The GDPR has been adopted by the European Union (“EU”). It establishes a stronger data protection regulatory framework for processing of personal data of individuals, impacts IBM and IBM's client contracts, policies and procedures when handling personal data.

GDPR brings:

New and enhanced rights for EU data subjects
Widened definition of personal data
New obligations for processors
Potential significant financial penalties for non-compliance
Data breach notifications

Note: Clients are responsible for ensuring their own compliance with various laws and regulations, including the European Union General Data Protection Regulation. Clients are solely responsible for obtaining advice of competent legal counsel as to the identification and interpretation of any relevant laws and regulations that may affect the clients’ business and any actions the clients may need to take to comply with such laws and regulations. The products, services, and other capabilities described herein are not suitable for all client situations and may have restricted availability. IBM does not provide legal, accounting or auditing advice or represent or warrant that its services or products will ensure that clients are in compliance with any law or regulation.

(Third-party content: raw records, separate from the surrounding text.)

//! Flow files: the per-link work queue.
//!
//! A flow file describes what to send to one address. Two kinds exist:
//!
//! - `.flo` (reference): one file path per line, with a leading character
//!   selecting what happens to the referenced file after it is sent;
//! - `.out` (netmail): the flow file *is* the payload, a netmail packet
//!   shipped as a single entry.
//!
//! The flavor — how urgently the link should be called — is encoded as a
//! one-letter prefix on the flow file name (`i`, `c`, `d`, `h`; no prefix
//! means normal). Processed reference lines are rewritten in place with a
//! `~` prefix so a crashed session never reships a delivered file.

use std::{
    io::Write,
    path::{Path, PathBuf},
    time::SystemTime,
};

use binkmail_proto::Address;

use crate::{
    errors::Result,
    layout::{BsoLayout, net_node_hex, scan_dir},
};

/// Flow flavor, ordered by sending priority (immediate first).
#[derive(Debug, Clone, Copy, PartialEq, Eq, PartialOrd, Ord, Hash)]
pub enum Flavor {
    /// `i` — call immediately, ignore call windows.
    Immediate,
    /// `c` — keep the link busy until the queue drains.
    Continuous,
    /// `d` — call directly, no routing.
    Direct,
    /// no prefix — normal scheduled traffic.
    Normal,
    /// `h` — queue only; sent when the operator flushes holds.
    Hold,
}

impl Flavor {
    /// Numeric priority, 1 (highest) to 5 (lowest).
    #[must_use]
    pub fn priority(self) -> u8 {
        match self {
            Self::Immediate => 1,
            Self::Continuous => 2,
            Self::Direct => 3,
            Self::Normal => 4,
            Self::Hold => 5,
        }
    }

    /// Filename prefix for this flavor.
    #[must_use]
    pub fn prefix(self) -> &'static str {
        match self {
            Self::Immediate => "i",
            Self::Continuous => "c",
            Self::Direct => "d",
            Self::Normal => "",
            Self::Hold => "h",
        }
    }

    /// Flavor from a flow-file leading character. `-` is an explicit
    /// "normal" marker some tools write.
    #[must_use]
    pub fn from_char(c: char) -> Option<Self> {
        match c.to_ascii_lowercase() {
            'i' => Some(Self::Immediate),
            'c' => Some(Self::Continuous),
            'd' => Some(Self::Direct),
            '-' => Some(Self::Normal),
            'h' => Some(Self::Hold),
            _ => None,
        }
    }
}

/// What to do with a referenced file after it has been sent.
#[derive(Debug, Clone, Copy, PartialEq, Eq)]
pub enum Directive {
    /// Leave the file alone (no prefix or `@`).
    Send,
    /// Truncate the file to zero length (`#`).
    Truncate,
    /// Delete the file (`^` or `-`).
    Delete,
    /// Do not send at all (`~` or `!`); also marks processed lines.
    Skip,
}

impl Directive {
    /// Directive from a reference line's first character, plus how many
    /// bytes of prefix to strip.
    fn from_line(line: &str) -> (Self, usize) {
        match line.chars().next() {
            Some('#') => (Self::Truncate, 1),
            Some('^' | '-') => (Self::Delete, 1),
            Some('~' | '!') => (Self::Skip, 1),
            Some('@') => (Self::Send, 1),
            _ => (Self::Send, 0),
        }
    }
}

/// Flow-file kind.
#[derive(Debug, Clone, Copy, PartialEq, Eq)]
pub enum FlowKind {
    /// `.flo` — list of file references.
    Reference,
    /// `.out` — the netmail packet itself.
    Netmail,
}

/// One file to ship.
#[derive(Debug, Clone, PartialEq, Eq)]
pub struct FlowEntry {
    /// Path of the file to send.
    pub path: PathBuf,
    /// Post-send action.
    pub directive: Directive,
    /// Line index inside the flow file (0 for netmail).
    pub line: usize,
}

/// A parsed flow file.
#[derive(Debug, Clone)]
pub struct FlowFile {
    /// Destination address.
    pub address: Address,
    /// Reference or netmail.
    pub kind: FlowKind,
    /// Sending priority class.
    pub flavor: Flavor,
    /// Path of the flow file itself.
    pub path: PathBuf,
    /// Modification time, used as the tie-break after flavor.
    pub mtime: SystemTime,
    /// Unprocessed entries in file order.
    pub entries: Vec<FlowEntry>,
}

impl FlowFile {
    /// Parse a flow file from disk.
    ///
    /// For reference files, lines carrying the `~`/`!` skip directive and
    /// blank lines are dropped here — they are either already processed
    /// or explicitly suppressed. A netmail file becomes one `Send` entry
    /// pointing at itself.
    pub fn load(
        path: &Path,
        address: Address,
        kind: FlowKind,
        flavor: Flavor,
        mtime: SystemTime,
    ) -> Result<Self> {
        let entries = match kind {
            FlowKind::Netmail => {
                vec![FlowEntry { path: path.to_path_buf(), directive: Directive::Send, line: 0 }]
            },
            FlowKind::Reference => {
                let text = std::fs::read_to_string(path)?;
                let mut entries = Vec::new();
                for (line, raw) in text.lines().enumerate() {
                    let raw = raw.trim_end_matches('\r');
                    if raw.trim().is_empty() {
                        continue;
                    }
                    let (directive, skip) = Directive::from_line(raw);
                    if directive == Directive::Skip {
                        continue;
                    }
                    entries.push(FlowEntry {
                        path: PathBuf::from(&raw[skip..]),
                        directive,
                        line,
                    });
                }
                entries
            },
        };

        Ok(Self { address, kind, flavor, path: path.to_path_buf(), mtime, entries })
    }

    /// True when nothing is left to send.
    #[must_use]
    pub fn is_exhausted(&self) -> bool {
        self.entries.is_empty()
    }

    /// Rewrite the flow file marking `line` as processed (`~` prefix).
    ///
    /// Netmail files have nothing to mark; callers delete them instead
    /// once their single entry is delivered.
    pub fn mark_processed(&self, line: usize) -> Result<()> {
        if self.kind == FlowKind::Netmail {
            return Ok(());
        }
        let text = std::fs::read_to_string(&self.path)?;
        let mut out = String::with_capacity(text.len() + 1);
        for (index, raw) in text.lines().enumerate() {
            if index == line {
                let (_, skip) = Directive::from_line(raw);
                out.push('~');
                out.push_str(&raw[skip..]);
            } else {
                out.push_str(raw);
            }
            out.push('\n');
        }
        let mut file = std::fs::File::create(&self.path)?;
        file.write_all(out.as_bytes())?;
        Ok(())
    }
}

/// Order flow files by `(flavor priority, mtime)`, both ascending.
///
/// The sort is stable, so files of equal flavor and mtime keep their scan
/// order.
pub fn sort_flows(flows: &mut [FlowFile]) {
    flows.sort_by_key(|flow| (flow.flavor.priority(), flow.mtime));
}

/// Find and parse all flow files queued for `address`.
///
/// Returns them sorted per [`sort_flows`]. Hold-flavored flows are
/// included only when `flush_holds` is set — they stay queued otherwise.
pub fn find_work(
    layout: &BsoLayout,
    address: &Address,
    flush_holds: bool,
) -> Result<Vec<FlowFile>> {
    let (dir, stem) = layout.node_slot(address);
    let mut flows = Vec::new();

    let candidates = scan_dir(&dir, |name| {
        parse_flow_name(name, &stem).is_some()
    })?;

    for entry in candidates {
        let Some((flavor, kind)) = parse_flow_name(&entry.file_name, &stem) else {
            continue;
        };
        if flavor == Flavor::Hold && !flush_holds {
            continue;
        }
        flows.push(FlowFile::load(&entry.path, address.clone(), kind, flavor, entry.mtime)?);
    }

    sort_flows(&mut flows);
    Ok(flows)
}

/// True if `address` has any sendable traffic queued.
pub fn has_work(layout: &BsoLayout, address: &Address) -> Result<bool> {
    Ok(find_work(layout, address, false)?.iter().any(|flow| !flow.is_exhausted()))
}

/// Split a flow file name into flavor and kind, if it belongs to `stem`.
fn parse_flow_name(name: &str, stem: &str) -> Option<(Flavor, FlowKind)> {
    let (base, ext) = name.rsplit_once('.')?;
    let kind = match ext.to_ascii_lowercase().as_str() {
        "flo" => FlowKind::Reference,
        "out" => FlowKind::Netmail,
        _ => return None,
    };

    // An unprefixed name is the normal flavor; a one-character prefix
    // selects another flavor. Length disambiguates: the stem is always
    // exactly eight hex digits.
    if base.eq_ignore_ascii_case(stem) {
        return Some((Flavor::Normal, kind));
    }
    if base.len() == stem.len() + 1 {
        let mut chars = base.chars();
        let flavor = Flavor::from_char(chars.next()?)?;
        if chars.as_str().eq_ignore_ascii_case(stem) {
            return Some((flavor, kind));
        }
    }
    None
}

/// Wire name a netmail flow file travels under.
///
/// The `.out` packet is offered to the peer as `<netnode_hex>.pkt`.
#[must_use]
pub fn netmail_wire_name(address: &Address) -> String {
    format!("{}.pkt", net_node_hex(address.net, address.node))
}

#[cfg(test)]
mod tests {
    use std::time::Duration;

    use super::*;

    fn reference_flow(dir: &Path, name: &str, body: &str) -> PathBuf {
        let path = dir.join(name);
        std::fs::write(&path, body).unwrap();
        path
    }

    #[test]
    fn flavor_priorities_are_ordered() {
        let mut flavors =
            vec![Flavor::Hold, Flavor::Normal, Flavor::Immediate, Flavor::Direct, Flavor::Continuous];
        flavors.sort_by_key(|f| f.priority());
        assert_eq!(
            flavors,
            vec![
                Flavor::Immediate,
                Flavor::Continuous,
                Flavor::Direct,
                Flavor::Normal,
                Flavor::Hold
            ]
        );
    }

    #[test]
    fn flow_name_parsing() {
        let stem = "00020003";
        assert_eq!(
            parse_flow_name("00020003.flo", stem),
            Some((Flavor::Normal, FlowKind::Reference))
        );
        assert_eq!(
            parse_flow_name("i00020003.flo", stem),
            Some((Flavor::Immediate, FlowKind::Reference))
        );
        assert_eq!(
            parse_flow_name("h00020003.out", stem),
            Some((Flavor::Hold, FlowKind::Netmail))
        );
        // Wrong stem, wrong extension, wrong prefix.
        assert_eq!(parse_flow_name("00020004.flo", stem), None);
        assert_eq!(parse_flow_name("00020003.bsy", stem), None);
        assert_eq!(parse_flow_name("x00020003.flo", stem), None);
    }

    #[test]
    fn reference_lines_parse_directives() {
        let dir = tempfile::tempdir().unwrap();
        let path = reference_flow(
            dir.path(),
            "00020003.flo",
            "/mail/a.pkt\n#/mail/b.pkt\n^/mail/c.pkt\n-/mail/d.pkt\n~/mail/done.pkt\n!/mail/no.pkt\n@/mail/e.pkt\n\n",
        );
        let flow = FlowFile::load(
            &path,
            Address::new(1, 2, 3),
            FlowKind::Reference,
            Flavor::Normal,
            SystemTime::UNIX_EPOCH,
        )
        .unwrap();

        let directives: Vec<Directive> = flow.entries.iter().map(|e| e.directive).collect();
        assert_eq!(
            directives,
            vec![
                Directive::Send,
                Directive::Truncate,
                Directive::Delete,
                Directive::Delete,
                Directive::Send
            ]
        );
        assert_eq!(flow.entries[0].path, PathBuf::from("/mail/a.pkt"));
        assert_eq!(flow.entries[4].path, PathBuf::from("/mail/e.pkt"));
        // Skip lines and blanks are dropped; line numbers are preserved.
        assert_eq!(flow.entries[4].line, 6);
    }

    #[test]
    fn mark_processed_rewrites_in_place() {
        let dir = tempfile::tempdir().unwrap();
        let path = reference_flow(dir.path(), "00020003.flo", "/mail/a.pkt\n#/mail/b.pkt\n");
        let flow = FlowFile::load(
            &path,
            Address::new(1, 2, 3),
            FlowKind::Reference,
            Flavor::Normal,
            SystemTime::UNIX_EPOCH,
        )
        .unwrap();

        flow.mark_processed(0).unwrap();
        assert_eq!(
            std::fs::read_to_string(&path).unwrap(),
            "~/mail/a.pkt\n#/mail/b.pkt\n"
        );

        let reloaded = FlowFile::load(
            &path,
            Address::new(1, 2, 3),
            FlowKind::Reference,
            Flavor::Normal,
            SystemTime::UNIX_EPOCH,
        )
        .unwrap();
        assert_eq!(reloaded.entries.len(), 1);
        assert_eq!(reloaded.entries[0].directive, Directive::Truncate);
    }

    #[test]
    fn netmail_wraps_itself() {
        let dir = tempfile::tempdir().unwrap();
        let path = dir.path().join("00020003.out");
        std::fs::write(&path, b"netmail packet bytes").unwrap();
        let flow = FlowFile::load(
            &path,
            Address::new(1, 2, 3),
            FlowKind::Netmail,
            Flavor::Normal,
            SystemTime::UNIX_EPOCH,
        )
        .unwrap();
        assert_eq!(flow.entries.len(), 1);
        assert_eq!(flow.entries[0].path, path);
        assert_eq!(flow.entries[0].directive, Directive::Send);
    }

    #[test]
    fn find_work_sorts_by_flavor_then_mtime() {
        let dir = tempfile::tempdir().unwrap();
        let layout = BsoLayout::new(dir.path());
        let addr = Address::new(1, 2, 3);

        // Normal, then immediate, then hold.
        reference_flow(dir.path(), "00020003.flo", "/mail/normal.pkt\n");
        reference_flow(dir.path(), "i00020003.flo", "/mail/urgent.pkt\n");
        reference_flow(dir.path(), "h00020003.flo", "/mail/held.pkt\n");

        let flows = find_work(&layout, &addr, false).unwrap();
        assert_eq!(flows.len(), 2);
        assert_eq!(flows[0].flavor, Flavor::Immediate);
        assert_eq!(flows[1].flavor, Flavor::Normal);

        let with_holds = find_work(&layout, &addr, true).unwrap();
        assert_eq!(with_holds.len(), 3);
        assert_eq!(with_holds[2].flavor, Flavor::Hold);
    }

    #[test]
    fn sort_is_stable_on_equal_keys() {
        let dir = tempfile::tempdir().unwrap();
        let base = SystemTime::UNIX_EPOCH + Duration::from_secs(1000);
        let mk = |name: &str, flavor: Flavor, mtime: SystemTime| FlowFile {
            address: Address::new(1, 2, 3),
            kind: FlowKind::Reference,
            flavor,
            path: dir.path().join(name),
            mtime,
            entries: Vec::new(),
        };

        let mut flows = vec![
            mk("a", Flavor::Normal, base),
            mk("b", Flavor::Normal, base),
            mk("c", Flavor::Immediate, base + Duration::from_secs(60)),
        ];
        sort_flows(&mut flows);
        assert_eq!(flows[0].path.file_name().unwrap(), "c");
        assert_eq!(flows[1].path.file_name().unwrap(), "a");
        assert_eq!(flows[2].path.file_name().unwrap(), "b");
    }
}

Learn more about IBM's own GDPR readiness journey and our GDPR capabilities and offerings to support your compliance journey here.

How does IBM® Emptoris Suite protect my data?

At the platform and infrastructure levels, Emptoris® Suite takes advantage of these IBM security features to help you protect your data:

Separation of duty for support personnel: only a designated group of data center personnel can access the database if needed for support purposes. Every action is logged.
Penetration testing: IBM cloud services undergo penetration testing prior to production release, and are then tested regularly by IBM and authorized independent third parties.
Passwords and authentication, including the use of the IBMid to access the application. Your IBMid enforces password protections and helps safeguard your personal information.

What is Emptoris Suite doing to support your GDPR readiness activities?

Emptoris Suite includes these application-level data separation and security features:

The Emptoris Strategic Supply Management Platform administrator role governs who views and manages user data. Only administrators can view your IBMid.
The IBMid is stored only for the purpose of authenticating your access to parts of the Emptoris Suite.
Upon request, the administrator can delete your user role and IBMid from Emptoris Virtual Supply Master. All occurrences of your IBMid within Emptoris Suite databases will be deleted.

What personal information does Emptoris Suite save, and how can I access it?

Emptoris Suite saves your IBMid, your email ID, organization, role, and some preferences, such as language, currency, and timezone. For more information, you can see the User Management section of the Emptoris Strategic Supply Management Platform Administration guide.

You can access this personal information through Emptoris Virtual Supply Master.